In regard to the value of the State's shareholdings, we have obviously seen a large drop as share prices everywhere have fallen. However it should also be noted that Irish bank share prices have been under-performing for at least 18 months i.e. before the onset of the current COVID-19 health and economic crisis.

It is therefore clear that in these challenging times, recovering all of the €29bn that the state invested in the three remaining banks is not realistic in the short term and perhaps not the medium term either.

AIB

AIB

Bank of Ireland

Bank of Ireland

PTSB

PTSB

Date

Share Price

Value of Shareholding €M (c. 71% of total shares following IPO)

Share Price

Value of Shareholding €M (C. 14% of total shares)

Share Price

Value of Shareholding €M (c. 75% of total shares)

08/05/2020

1.085

2094.52

1.644

247.28

0.48

163.52

With regard to the factors influencing the shares since the current crisis began, I have been informed that feedback from investors and analysts identifies a few likely contributing factors:

1. The large state shareholding: Feedback from investors and advisory firms indicates market concern that banks across Europe with a large state shareholding could be subject to political pressures. Therefore there is some correlation between share price performance and state shareholdings. In Ireland's case we have legally binding Relationship Frameworks which ensure that commercial decisions are matters for the board and management of the banks in which we have a shareholding.

2. A low level of trading volumes: in the current turbulent environment investors have a preference for highly liquid stocks that they can trade in and out of rapidly.
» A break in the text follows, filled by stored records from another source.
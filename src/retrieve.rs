//! The external candidate-retrieval capability.
//!
//! Retrieval (a BM25 index over vocabulary display strings) is a collaborator
//! this crate consumes, not something it implements. Production code wraps
//! the pre-built index; tests substitute scripted implementations.

use crate::types::{Candidate, System};

#[derive(Debug, thiserror::Error)]
pub enum RetrievalError {
    #[error("retrieval capability unavailable: {0}")]
    Unavailable(String),

    #[error("retrieval timed out: {0}")]
    Timeout(String),
}

/// Abstraction over per-system lexical retrieval.
///
/// `search` returns at most `k` candidates ordered by lexical similarity to
/// `query_text`. The scores it attaches are opaque and comparable only
/// within one call. The call is the pipeline's only suspension point; it is
/// treated as bounded-latency and is never retried here; retry policy, if
/// any, belongs to the implementation.
pub trait Retriever {
    async fn search(
        &self,
        system: System,
        query_text: &str,
        k: usize,
    ) -> Result<Vec<Candidate>, RetrievalError>;
}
These factors likely explain why there is such an apparent lack of correlation between the share price of Irish banks and their strong capital positions relative to their peers around Europe.

As regards the fall in the Irish and international stock markets more generally, aside from the knock on wealth and confidence effects, it will likely be more difficult and expensive for some companies to raise equity finance in the months ahead. This is why it is so important that our banking system support its customers appropriately so we can all navigate the current crisis successfully.